Une telle position ne nie pas la responsabilité du chercheur, elle lui assigne une place raisonnable : celle de participer, en tant que spécialiste d’un champ particulier, aux questions qui concernent ce champ, non pour s’ériger en juge ou en donneur de leçon, mais pour fournir des éléments pouvant permettre, sinon d’ouvrir un débat, du moins de prendre des décisions éclairées. Assumer cette responsabilité, tout en reconnaissant l’autonomie de l’acteur dans sa pratique, serait la meilleure manière de reconnaître à celui-ci sa dignité et sa « professionnalité », au sens de la maîtrise de son art et de sa responsabilité dans l’exercice de sa fonction. Ce serait aussi réintroduire la valeur de la mètis, cette forme d’intelligence rusée, adaptée et efficace, déjà refoulée par les philosophes grecs et magnifiquement réhabilitée par Détienne et Vernant (1995). Comprenons bien : il ne s’agit pas ici de condamner à moindre frais la démarche scientifique au nom d’un retour à la toute puissance des opinions ou des « vérités » de sens commun, mais de refuser l’idéalisme platonicien et de la toute puissance de l’Idée (ou du concept, ou de la théorie, …). Car si enseignants et chercheurs ont le même souci de l’amélioration de l’enseignement, la tâche de chacun est différente : l’un doit faire preuve de sa maîtrise pratique des situations d’enseignement indépendamment de la connaissance des raisons ; l’autre tente d’en acquérir la maîtrise théorique en s’efforçant d’en comprendre les raisons.

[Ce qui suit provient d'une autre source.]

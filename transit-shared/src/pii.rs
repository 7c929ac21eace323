use serde::{Deserialize, Serialize, Serializer};
use std::fmt;

/// Wrapper for passenger contact data (name, phone, email).
///
/// `Debug` and `Display` never print the value, so a draft can be handed to
/// `tracing` without leaking contact details. Serialization passes the real
/// value through because API responses need it.
#[derive(Clone, Default, PartialEq, Eq, Deserialize)]
#[serde(transparent)]
pub struct Masked<T>(pub T);

impl<T> Masked<T> {
    pub fn expose(&self) -> &T {
        &self.0
    }
}

impl Masked<String> {
    /// True when the wrapped text is empty or only whitespace.
    pub fn is_blank(&self) -> bool {
        self.0.trim().is_empty()
    }
}

impl From<&str> for Masked<String> {
    fn from(value: &str) -> Self {
        Self(value.to_string())
    }
}

impl From<String> for Masked<String> {
    fn from(value: String) -> Self {
        Self(value)
    }
}

impl<T> fmt::Debug for Masked<T> {
    fn fmt(&self, f: &mut fmt::Formatter<'_>) -> fmt::Result {
        write!(f, "********")
    }
}

impl<T> fmt::Display for Masked<T> {
    fn fmt(&self, f: &mut fmt::Formatter<'_>) -> fmt::Result {
        write!(f, "********")
    }
}

impl<T: Serialize> Serialize for Masked<T> {
    fn serialize<S>(&self, serializer: S) -> Result<S::Ok, S::Error>
    where
        S: Serializer,
    {
        self.0.serialize(serializer)
    }
}
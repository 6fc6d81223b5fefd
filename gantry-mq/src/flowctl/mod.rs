//! Generic flow-control buffering between producing and consuming loops.
//!
//! [`FlowControlQueue`] is the bounded-by-convention FIFO that worker-side
//! clients place between their fetch and process loops: fetching waits for
//! the buffer to drain to the low water mark, processing wakes anyone gated
//! on the high mark.

pub mod queue;

pub use queue::{FlowControlQueue, FlowError, FlowGuard};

Les conclusions auxquelles aboutit le chercheur ne sont donc pas des vérités suprêmes auquel l’enseignant devrait s’assujettir, mais des données particulières à partir desquelles il peut penser, réorganiser sa pratique in situ. La question de savoir s’il faut ou non réduire cet écart est une fausse piste : il est irréductible parce que constitutif des deux types de pratiques différentes (la pratique de la pratique et la pratique de la théorie). Prendre acte de cette différence, c’est prendre conscience des risques de « l’épistémocentrisme scolastique », cette forme de la pensée savante, qui nous fait prendre le monde tel qu’on le pense pour le monde tel qu’il est, « la vision scolastique [faisant] l’économie d’une interrogation méthodique sur la différence entre le point de vue théorique et le point de vue pratique » (Bourdieu, 1997b, 68).

Au terme de cette réflexion sur les rapports de la recherche et de la formation, une question demeure : une fois franchis les obstacles, levées les incompréhensions, exprimés les points de vue ; une fois résolus les problèmes matériels, méthodologiques, épistémologiques, qu’est-ce qui peut bien justifier l’engagement de l’enseignant dans une démarche de changement ou de modification de sa pratique ? Dit autrement : qu’est-ce qui permet aux théories de s’imposer dans le champ de la pratique ? Chacun sait qu’il n’existe pas de lien direct entre le degré de validité d’une théorie et son usage et que son attrait réside parfois davantage dans sa facilité d’accès ou son degré de conformité au paradigme dominant que dans sa puissance explicatrice. Il faudrait reconnaître, comme le remarque Tochon, que « la validité de la preuve n’a peut-être rien à voir avec le succès d’une théorie en sciences humaines. Quelle que soit la démonstration, l’important serait d’y croire » (1992, 46). Mais si les acteurs ne sont pas des individus rationnels (Elster, 1986), si les raisons qu’un enseignant a de s’engager dans une théorie n’ont rien à voir avec la raison, où réside alors le « pouvoir de la théorie » pour la pratique ? Ne risque-t-on pas de voir privilégiées les théories les plus accessibles, celles qui ont le mieux su se mettre en scène, qui confortent ou rassurent le plus les enseignants dans leurs pratiques ? Rappelons seulement pour mémoire la fameuse expérience sur « l’âge du capitaine »[11] menée par une équipe de Grenoble et l’exploitation qui en fut faite ensuite par Baruk (1985), alors que le « contrat didactique » pouvait déjà fournir un cadre explicatif des réponses des élèves[12]… mais ce n’était sans doute ni la voie la plus simple, ni la plus spectaculaire. Qu’on me comprenne bien : il ne s’agit pas de tenir des propos dogmatiques ou moralistes, mais de poser au contraire les limites de la rationalité des acteurs, quels qu’ils soient, comme le nœud gordien du rapport entre recherche et formation, que nous tentons sans cesse de dénouer…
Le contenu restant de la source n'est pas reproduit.